Working inside an agency-owned design consultancy gives too much focus on delivering shareholder profit rather than creative solutions. I just don’t believe that treating design consultancies like advertising agencies works. One of my favourite books lampooning agency life, ‘E’ by Matt Beaumont, brilliantly describes, through a series of hilarious e-mail conversations, the constant politics, layers of dead wood and poor communication within a typical consultancy. It certainly mirrored my experiences.

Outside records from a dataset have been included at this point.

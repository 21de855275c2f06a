#[derive(Debug, Clone, Copy, PartialEq, Eq)]
pub enum Side {
    Buy,
    Sell,
}

impl Side {
    pub const ALL: [Side; 2] = [Side::Buy, Side::Sell];

    pub fn as_str(&self) -> &'static str {
        match self {
            Side::Buy => "BUY",
            Side::Sell => "SELL",
        }
    }

    pub fn from_str(s: &str) -> Option<Self> {
        match s {
            "BUY" => Some(Side::Buy),
            "SELL" => Some(Side::Sell),
            _ => None,
        }
    }
}

#[derive(Debug, Clone, Copy, PartialEq, Eq)]
pub enum OrderType {
    Market,
    Limit,
    StopMarket,
}

impl OrderType {
    pub const ALL: [OrderType; 3] = [OrderType::Market, OrderType::Limit, OrderType::StopMarket];

    pub fn as_str(&self) -> &'static str {
        match self {
            OrderType::Market => "MARKET",
            OrderType::Limit => "LIMIT",
            OrderType::StopMarket => "STOP_MARKET",
        }
    }

    pub fn from_str(s: &str) -> Option<Self> {
        match s {
            "MARKET" => Some(OrderType::Market),
            "LIMIT" => Some(OrderType::Limit),
            "STOP_MARKET" => Some(OrderType::StopMarket),
            _ => None,
        }
    }
}

#[derive(Debug, Clone, Copy, Default, PartialEq, Eq)]
pub enum TimeInForce {
    #[default]
    Gtc,
    Ioc,
    Fok,
    Gtx, // post only
}

impl TimeInForce {
    pub const ALL: [TimeInForce; 4] = [
        TimeInForce::Gtc,
        TimeInForce::Ioc,
        TimeInForce::Fok,
        TimeInForce::Gtx,
    ];

    pub fn as_str(&self) -> &'static str {
        match self {
            TimeInForce::Gtc => "GTC",
            TimeInForce::Ioc => "IOC",
            TimeInForce::Fok => "FOK",
            TimeInForce::Gtx => "GTX",
        }
    }

    pub fn from_str(s: &str) -> Option<Self> {
        match s {
            "GTC" => Some(TimeInForce::Gtc),
            "IOC" => Some(TimeInForce::Ioc),
            "FOK" => Some(TimeInForce::Fok),
            "GTX" => Some(TimeInForce::Gtx),
            _ => None,
        }
    }
}

/// Joins the wire names of `values` for error messages, e.g. `BUY, SELL`.
pub fn join_names<T>(values: &[T], name: impl Fn(&T) -> &'static str) -> String {
    values.iter().map(name).collect::<Vec<_>>().join(", ")
}
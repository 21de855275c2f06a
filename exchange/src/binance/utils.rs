// binance http工具

use crate::binance::errors::{BinanceError, Result};
use hmac::{Hmac, Mac};
use sha2::Sha256;

pub fn encode_params(params: &[(&str, String)]) -> String {
    params
        .iter()
        .map(|(k, v)| format!("{}={}", k, urlencoding::encode(v)))
        .collect::<Vec<String>>()
        .join("&")
}

pub fn hmac_sha256(key: &str, data: &str) -> Result<String> {
    let mut mac =
        Hmac::<Sha256>::new_from_slice(key.as_bytes()).map_err(|e| BinanceError::ClientError {
            message: format!("invalid hmac key: {}", e),
        })?;
    mac.update(data.as_bytes());
    Ok(hex::encode(mac.finalize().into_bytes()))
}

/// An encoded parameter string together with the signature computed over it.
///
/// `body()` is what goes on the wire, so the signed bytes and the transmitted
/// bytes can never diverge.
#[derive(Debug, Clone, PartialEq, Eq)]
pub struct SignedParams {
    pub query: String,
    pub signature: String,
}

impl SignedParams {
    pub fn body(&self) -> String {
        if self.query.is_empty() {
            format!("signature={}", self.signature)
        } else {
            format!("{}&signature={}", self.query, self.signature)
        }
    }
}

pub fn sign_params(secret: &str, params: &[(&str, String)]) -> Result<SignedParams> {
    let query = encode_params(params);
    let signature = hmac_sha256(secret, &query)?;
    Ok(SignedParams { query, signature })
}

/// Cuts `text` to at most `max_chars` characters for logging.
pub fn truncate_for_log(text: &str, max_chars: usize) -> &str {
    match text.char_indices().nth(max_chars) {
        Some((idx, _)) => &text[..idx],
        None => text,
    }
}
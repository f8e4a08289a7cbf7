use anyhow::Result;
use clap::Parser;
use std::process::ExitCode;
use cache_sift::cli::Args;
use cache_sift::constants::EXIT_CODE_SETUP_FAILED;
use cache_sift::utils::{format_duration, setup_logging};
use cache_sift::{DedupeConfig, FileOutcome, RunReport};

fn main() -> ExitCode {
    let args = Args::parse();

    match execute(args) {
        Ok(code) => ExitCode::from(code),
        Err(e) => {
            eprintln!("💥 {:#}", e);
            ExitCode::from(EXIT_CODE_SETUP_FAILED)
        }
    }
}

fn execute(args: Args) -> Result<u8> {
    let mut config = match &args.config {
        Some(path) => DedupeConfig::from_file(path)?,
        None => DedupeConfig::default(),
    };
    if let Some(base_dir) = args.base_dir {
        config.base_directory = base_dir;
    }
    if args.verbose {
        config.logging.verbosity = "verbose".to_string();
    }
    config.validate()?;

    if let Some(path) = &args.write_config {
        config.to_file(path)?;
        println!("📝 Configuration written to {}", path.display());
        return Ok(0);
    }

    setup_logging(&config.logging.verbosity)?;

    let report = cache_sift::run(&config);
    print_summary(&report);

    Ok(report.exit_code())
}

fn print_summary(report: &RunReport) {
    println!("\n📊 Cache deduplication summary");
    println!("=======================================");
    for file in &report.files {
        match &file.outcome {
            FileOutcome::Deduplicated(stats) => println!(
                "✨ {} ({}): {} read, {} kept, {} duplicates removed in {}",
                file.name,
                stats.strategy,
                stats.total_records,
                stats.unique_records,
                stats.duplicates_removed,
                format_duration(stats.processing_time_ms as f64 / 1000.0)
            ),
            FileOutcome::Skipped => println!("⚠️ {}: not found at {}, skipped", file.name, file.path.display()),
            FileOutcome::Failed(e) if e.is_configuration_error() => {
                println!("🛠️ {}: configuration error, original left untouched ({})", file.name, e)
            }
            FileOutcome::Failed(e) => println!("💥 {}: failed, original left untouched ({})", file.name, e),
        }
    }
    println!(
        "⏱️ Processing time: {}",
        format_duration(report.processing_time_ms as f64 / 1000.0)
    );
}
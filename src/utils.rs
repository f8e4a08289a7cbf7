use anyhow::Result;
use tracing_subscriber::filter::LevelFilter;
use tracing_subscriber::{fmt, EnvFilter};
use crate::constants::BYTES_PER_KB;

/// Install the global tracing subscriber; `RUST_LOG` directives take precedence
pub fn setup_logging(verbosity: &str) -> Result<()> {
    let level = match verbosity {
        "silent" => LevelFilter::ERROR,
        "normal" => LevelFilter::INFO,
        "verbose" => LevelFilter::DEBUG,
        _ => LevelFilter::INFO,
    };

    let filter = EnvFilter::builder()
        .with_default_directive(level.into())
        .from_env_lossy();

    let subscriber = fmt::Subscriber::builder()
        .with_env_filter(filter)
        .with_target(false)
        .with_thread_ids(false)
        .finish();

    tracing::subscriber::set_global_default(subscriber)?;

    Ok(())
}

pub fn format_bytes(bytes: u64) -> String {
    const UNITS: &[&str] = &["B", "KB", "MB", "GB", "TB"];
    let mut size = bytes as f64;
    let mut unit_index = 0;

    while size >= BYTES_PER_KB as f64 && unit_index < UNITS.len() - 1 {
        size /= BYTES_PER_KB as f64;
        unit_index += 1;
    }

    format!("{:.2} {}", size, UNITS[unit_index])
}

pub fn format_duration(seconds: f64) -> String {
    if seconds < 60.0 {
        format!("{:.1}s", seconds)
    } else if seconds < 3600.0 {
        format!("{:.1}m", seconds / 60.0)
    } else {
        format!("{:.1}h", seconds / 3600.0)
    }
}
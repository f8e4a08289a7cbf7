use serde::{Deserialize, Serialize};
use std::path::PathBuf;
use sysinfo::System;
use crate::constants::*;

#[derive(Debug, Clone, Serialize, Deserialize)]
pub struct DedupeConfig {
    pub base_directory: PathBuf,
    pub files: Vec<ManagedFile>,
    #[serde(default)]
    pub memory: MemoryConfig,
    #[serde(default)]
    pub logging: LoggingConfig,
}

/// One cache file and how it gets deduplicated
#[derive(Debug, Clone, PartialEq, Eq, Serialize, Deserialize)]
pub struct ManagedFile {
    pub name: String,
    #[serde(default = "default_key_columns")]
    pub key_columns: Vec<String>,
    pub strategy: Strategy,
    #[serde(default = "default_batch_size")]
    pub batch_size: usize,
}

/// Expected scale of a file, which picks the processing strategy
#[derive(Debug, Clone, Copy, PartialEq, Eq, Serialize, Deserialize)]
#[serde(rename_all = "snake_case")]
pub enum Strategy {
    InMemory,
    DiskBacked,
}

#[derive(Debug, Clone, Serialize, Deserialize)]
pub struct MemoryConfig {
    pub max_ram_usage_percent: u8,
}

#[derive(Debug, Clone, Serialize, Deserialize)]
pub struct LoggingConfig {
    pub verbosity: String,
}

fn default_key_columns() -> Vec<String> {
    vec![DEFAULT_KEY_COLUMN.to_string()]
}

fn default_batch_size() -> usize {
    DEFAULT_BATCH_SIZE
}

impl Default for DedupeConfig {
    fn default() -> Self {
        Self {
            base_directory: PathBuf::from(DEFAULT_BASE_DIRECTORY),
            files: vec![
                ManagedFile::new(POOLS_CACHE_FILE, Strategy::DiskBacked),
                ManagedFile::new(TOKENS_CACHE_FILE, Strategy::InMemory),
            ],
            memory: MemoryConfig::default(),
            logging: LoggingConfig::default(),
        }
    }
}

impl Default for MemoryConfig {
    fn default() -> Self {
        Self {
            max_ram_usage_percent: DEFAULT_MAX_RAM_USAGE_PERCENT,
        }
    }
}

impl Default for LoggingConfig {
    fn default() -> Self {
        Self {
            verbosity: "normal".to_string(),
        }
    }
}

impl ManagedFile {
    pub fn new(name: impl Into<String>, strategy: Strategy) -> Self {
        Self {
            name: name.into(),
            key_columns: default_key_columns(),
            strategy,
            batch_size: DEFAULT_BATCH_SIZE,
        }
    }

    pub fn with_key_columns<I, S>(mut self, columns: I) -> Self
    where
        I: IntoIterator<Item = S>,
        S: Into<String>,
    {
        self.key_columns = columns.into_iter().map(Into::into).collect();
        self
    }

    pub fn with_batch_size(mut self, batch_size: usize) -> Self {
        self.batch_size = batch_size;
        self
    }
}

impl std::fmt::Display for Strategy {
    fn fmt(&self, f: &mut std::fmt::Formatter<'_>) -> std::fmt::Result {
        match self {
            Strategy::InMemory => write!(f, "in-memory"),
            Strategy::DiskBacked => write!(f, "disk-backed"),
        }
    }
}

impl MemoryConfig {
    /// Bytes an in-memory run may comfortably use, based on currently available RAM
    pub fn in_memory_budget_bytes(&self) -> u64 {
        let mut system = System::new();
        system.refresh_memory();

        let available = system.available_memory() as f64;
        (available * self.max_ram_usage_percent as f64 / PERCENT_100) as u64
    }
}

I now use that inside knowledge to my advantage on competitive pitches. I know full well what percentage of a client’s money is spent on the creative product and what has to be delivered to cover overheads and layers of planners and account management. On a pitch we are able to assemble bespoke teams, across disciplines, to compete against much larger groups. In presentations we clearly explain how much of the client’s budget is spent on creative strategy and integrated design.
The other benefit of independence is that you are able to target who you work with and what you want to charge. There is no shareholder pressure, driven by share price, to constantly deliver growing return on investment. There is a good balance of commercial responsibility and freedom of choice. I am one of many people operating this way. An interesting example is the enterprising couple, ex-FutureBrand colleague, Tim Fendley with Applied Information Group, and Georgia Fendley with Construct – who are successfully growing their individual businesses through collaboration with other independent specialists.
There are a number of interesting new models – what Loewy is doing will be interesting to observe. Will the acquisition of Williams Murray Hamm successfully retain the creative spirit that flourished in this consultancy’s independent guise? I am not claiming that the best creative solutions come from the independent sector. WPP has successfully kept high levels of creative excellence at one of my early employers, Coley Porter Bell, for example.
I am passionate about creating brand ideas for clients. Businesses want innovation and new intelligent intellectual properties and products for the future. The creative industry will profit by delivering these – the real profits certainly don’t lie in production. One recent project’s programming was done in Mumbai, the artwork in Russia and the printing in China. It’s a fact of life that clients keenly understand that the cost of this does not bear the luxury of UK rates.
Networking with other independents globally can bring great opportunities without any risk or investment. The biggest irony is that I have more opportunities to work internationally since leaving a major agency group than I did within. Despite groups touting an integrated group offer, the reality, in my experience, is that it does not work and there is no incentive to share or collaborate across business units for the client’s advantage.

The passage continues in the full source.